Matthieu Gantelet signe une biographie dense, entremêlée de militaire, de politique et de programmes industriels, autour d’un personnage qui aura marqué à la fois l’armée de l’Air mais aussi les relations avec les États-Unis, la Grande-Bretagne et l’Allemagne. Sorti de Saint-Cyr en 1928, Paul Stehlin, qui parle Allemand couramment, est envoyé en Allemagne en 1935 où il est nommé Attaché de l’air adjoint auprès de l’ambassadeur.
Officier de renseignement, il est témoin du réarmement menaçant de l’Allemagne. Il est même aux premières loges : devenu proche de Göring, qui lui prête son avion personnel et dont la sœur sera épris du jeune français, Stehlin alerte ses supérieurs de la montée en puissance de la Luftwaffe. Malgré la transmission de plans détaillés de l’attaque de la France obtenus de la main même du chef de la Luftwaffe, Stehlin gardera une rancœur à l’encontre des responsables de l’armée de l’Air de l’époque, qui n’ont pas voulu l’écouter.

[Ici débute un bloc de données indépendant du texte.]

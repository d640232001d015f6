//! charset/types.rs
//! Supported character sets and name resolution.

use std::fmt;
use std::str::FromStr;

use serde::{Deserialize, Serialize};

use crate::charset::codec::{Decoder, Encoder};

#[derive(Copy, Clone, Debug, PartialEq, Eq, Hash, Serialize, Deserialize)]
#[serde(into = "String", try_from = "String")]
pub enum Charset {
    Utf8,
    /// UTF-16 with byte order mark; big-endian when no mark is present.
    Utf16,
    Utf16Be,
    Utf16Le,
    Ascii,
    Iso8859_1,
}

impl Charset {
    pub const ALL: [Charset; 6] = [
        Charset::Utf8,
        Charset::Utf16,
        Charset::Utf16Be,
        Charset::Utf16Le,
        Charset::Ascii,
        Charset::Iso8859_1,
    ];

    /// Canonical name.
    pub fn name(&self) -> &'static str {
        match self {
            Charset::Utf8 => "UTF-8",
            Charset::Utf16 => "UTF-16",
            Charset::Utf16Be => "UTF-16BE",
            Charset::Utf16Le => "UTF-16LE",
            Charset::Ascii => "US-ASCII",
            Charset::Iso8859_1 => "ISO-8859-1",
        }
    }

    /// Resolve a charset by canonical name or common alias, ignoring case.
    pub fn for_name(name: &str) -> Option<Charset> {
        let normalized: String = name
            .trim()
            .chars()
            .filter(|c| *c != '-' && *c != '_')
            .collect::<String>()
            .to_ascii_lowercase();
        match normalized.as_str() {
            "utf8" => Some(Charset::Utf8),
            "utf16" => Some(Charset::Utf16),
            "utf16be" => Some(Charset::Utf16Be),
            "utf16le" => Some(Charset::Utf16Le),
            "ascii" | "usascii" => Some(Charset::Ascii),
            "iso88591" | "latin1" | "l1" => Some(Charset::Iso8859_1),
            _ => None,
        }
    }

    /// Encode a complete string in one call.
    pub fn encode(&self, text: &str) -> Vec<u8> {
        let mut out = Vec::with_capacity(text.len());
        self.encoder().encode(text, &mut out);
        out
    }

    /// Decode a complete byte sequence in one call.
    pub fn decode(&self, bytes: &[u8]) -> String {
        let mut out = String::with_capacity(bytes.len());
        let mut decoder = self.decoder();
        decoder.decode(bytes, &mut out);
        decoder.finish(&mut out);
        out
    }

    pub fn encoder(&self) -> Encoder {
        Encoder::new(*self)
    }

    pub fn decoder(&self) -> Decoder {
        Decoder::new(*self)
    }
}

impl Default for Charset {
    fn default() -> Self {
        Charset::Utf8
    }
}

impl fmt::Display for Charset {
    fn fmt(&self, f: &mut fmt::Formatter<'_>) -> fmt::Result {
        f.write_str(self.name())
    }
}

#[derive(Debug, Clone, PartialEq, Eq)]
pub struct UnknownCharset(pub String);

impl fmt::Display for UnknownCharset {
    fn fmt(&self, f: &mut fmt::Formatter<'_>) -> fmt::Result {
        write!(f, "unknown charset: {}", self.0)
    }
}

impl std::error::Error for UnknownCharset {}

impl FromStr for Charset {
    type Err = UnknownCharset;

    fn from_str(s: &str) -> Result<Self, Self::Err> {
        Charset::for_name(s).ok_or_else(|| UnknownCharset(s.to_string()))
    }
}

impl From<Charset> for String {
    fn from(c: Charset) -> Self {
        c.name().to_string()
    }
}

impl TryFrom<String> for Charset {
    type Error = UnknownCharset;

    fn try_from(value: String) -> Result<Self, Self::Error> {
        value.parse()
    }
}

/// Resolve `name`, falling back to `default` when it is unknown.
pub fn resolve_charset_name(name: &str, default: Charset) -> Charset {
    match Charset::for_name(name) {
        Some(charset) => charset,
        None => {
            tracing::warn!(requested = name, fallback = %default, "unknown charset, using default");
            default
        }
    }
}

Stehlin l’aviateur participe à la campagne de France, à la tête du groupe de chasse GC III/6 Roussillon. Il fait partie des conseillers du gouvernement de Vichy à l’armistice puis rejoint les aviateurs de la France Libre. Le personnage n’est pas exempt de contradictions, qu’il parvient à expliquer dans plusieurs ouvrages.
Gravissant les échelons au sein de l’armée de l’Air, il devient chef d’état major en 1960 avec l’ambition d’à la fois de moderniser et réformer en profondeur une institution qui lui semble à bout de souffle. Dans cette période de mise en place de l’arme nucléaire, il accompagne le déploiement du Mirage III et le lancement du Mirage IV et participe activement au projet du Jaguar. A contrario du général de Gaulle, avec qui il entretient toutefois des relations cordiales, le général Stehlin prône une alliance forte avec les États-Unis qui, selon lui, sont les seuls à disposer de la puissance militaire et technologique pour protéger l’Europe d’un menace venue de l’Est.

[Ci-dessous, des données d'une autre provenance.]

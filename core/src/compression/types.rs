//! compression/types.rs
//! Built-in codec identifiers and their wrapper factories.

use std::fmt;
use std::io;
use std::str::FromStr;
use std::sync::Arc;

use crate::compression::codecs::{deflate, gzip, lz4, zip, zstd};
use crate::compression::constants::extensions;
use crate::stream::{BoxedInput, BoxedOutput, InputWrapper, OutputWrapper};
use crate::types::StreamError;

/// Codecs shipped with the crate.
#[derive(Copy, Clone, Debug, PartialEq, Eq, Hash)]
pub enum CompressionCodec {
    Gzip,
    /// zlib-wrapped deflate; the fallback when no codec can be inferred.
    Deflate,
    /// Single-entry zip archive.
    Zip,
    Zstd,
    Lz4,
}

impl CompressionCodec {
    pub const ALL: [CompressionCodec; 5] = [
        CompressionCodec::Gzip,
        CompressionCodec::Deflate,
        CompressionCodec::Zip,
        CompressionCodec::Zstd,
        CompressionCodec::Lz4,
    ];

    pub fn name(&self) -> &'static str {
        match self {
            CompressionCodec::Gzip => "gzip",
            CompressionCodec::Deflate => "deflate",
            CompressionCodec::Zip => "zip",
            CompressionCodec::Zstd => "zstd",
            CompressionCodec::Lz4 => "lz4",
        }
    }

    /// File extension this codec is registered under, if any.
    pub fn extension(&self) -> Option<&'static str> {
        match self {
            CompressionCodec::Gzip => Some(extensions::GZIP),
            CompressionCodec::Zip => Some(extensions::ZIP),
            CompressionCodec::Zstd => Some(extensions::ZSTD),
            CompressionCodec::Lz4 => Some(extensions::LZ4),
            CompressionCodec::Deflate => None,
        }
    }

    pub fn wrap_input(&self, input: BoxedInput) -> io::Result<BoxedInput> {
        match self {
            CompressionCodec::Gzip => gzip::decode(input),
            CompressionCodec::Deflate => deflate::decode(input),
            CompressionCodec::Zip => zip::decode(input),
            CompressionCodec::Zstd => zstd::decode(input),
            CompressionCodec::Lz4 => lz4::decode(input),
        }
    }

    pub fn wrap_output(&self, output: BoxedOutput) -> io::Result<BoxedOutput> {
        match self {
            CompressionCodec::Gzip => gzip::encode(output),
            CompressionCodec::Deflate => deflate::encode(output),
            CompressionCodec::Zip => zip::encode(output),
            CompressionCodec::Zstd => zstd::encode(output),
            CompressionCodec::Lz4 => lz4::encode(output),
        }
    }

    /// Decode wrapper suitable for the registry or `InBuilder::decompress_with`.
    pub fn decoder(self) -> InputWrapper {
        Arc::new(move |input| self.wrap_input(input))
    }

    /// Encode wrapper suitable for the registry or `OutBuilder::compress_with`.
    pub fn encoder(self) -> OutputWrapper {
        Arc::new(move |output| self.wrap_output(output))
    }
}

impl fmt::Display for CompressionCodec {
    fn fmt(&self, f: &mut fmt::Formatter<'_>) -> fmt::Result {
        f.write_str(self.name())
    }
}

impl FromStr for CompressionCodec {
    type Err = StreamError;

    fn from_str(s: &str) -> Result<Self, Self::Err> {
        let lower = s.trim().to_ascii_lowercase();
        CompressionCodec::ALL
            .into_iter()
            .find(|c| c.name() == lower || c.extension() == Some(lower.as_str()))
            .ok_or_else(|| StreamError::codec(s, "unknown compression codec"))
    }
}
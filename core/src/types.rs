use std::io;

use thiserror::Error;

/// Unified pipeline error covering I/O, codec, record, archive and misuse failures.
/// - Ergonomic `From<T>` impls enable `?` across the builders and handles.
/// - Converts back into `io::Error` so it can travel through `Read`/`Write` impls.
#[derive(Debug, Error)]
pub enum StreamError {
    /// Opening the leaf resource or moving bytes through the chain failed.
    #[error("I/O error: {0}")]
    Io(#[from] io::Error),

    /// A decorator could not be constructed or finalized.
    #[error("codec {codec} failed: {msg}")]
    Codec { codec: String, msg: String },

    /// Serializing the record at `index` failed.
    #[error("failed to encode object {index}: {msg}")]
    ObjectEncode { index: usize, msg: String },

    /// Deserializing the record at `index` failed.
    #[error("failed to decode object {index}: {msg}")]
    ObjectDecode { index: usize, msg: String },

    /// Zip archive handle failure.
    #[error("archive error: {0}")]
    Archive(#[from] zip::result::ZipError),

    /// A single-use source was opened a second time.
    #[error("source already consumed: {0}")]
    SourceConsumed(String),

    /// A single-use sink was opened a second time.
    #[error("sink already consumed: {0}")]
    SinkConsumed(String),

    /// Invalid configuration input.
    #[error("configuration error: {0}")]
    Config(String),
}

pub type Result<T> = std::result::Result<T, StreamError>;

impl StreamError {
    pub fn codec(codec: impl Into<String>, msg: impl std::fmt::Display) -> Self {
        StreamError::Codec { codec: codec.into(), msg: msg.to_string() }
    }
}

impl From<StreamError> for io::Error {
    fn from(e: StreamError) -> Self {
        match e {
            StreamError::Io(inner) => inner,
            StreamError::Archive(zip::result::ZipError::Io(inner)) => inner,
            other => io::Error::new(io::ErrorKind::Other, other),
        }
    }
}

Quittant la plus haute fonction de l’armée de l’Air en 1963, il devient homme politique et lorsque les états européens membres de l’OTAN décident en 1971 de remplacer leur Starfighter F-104 par des F-16, Paul Stehlin milite de manière active et farouche pour que la France choisisse également F-16 face au Mirage F1 de Dassault. Sa note au président Valéry Giscard d’Estaing est publiée dans la presse et fait l’effet d’une bombe : il est contraint à démissionner de son poste de vice-président de l’Assemblée nationale et est considéré comme un traitre à la Patrie.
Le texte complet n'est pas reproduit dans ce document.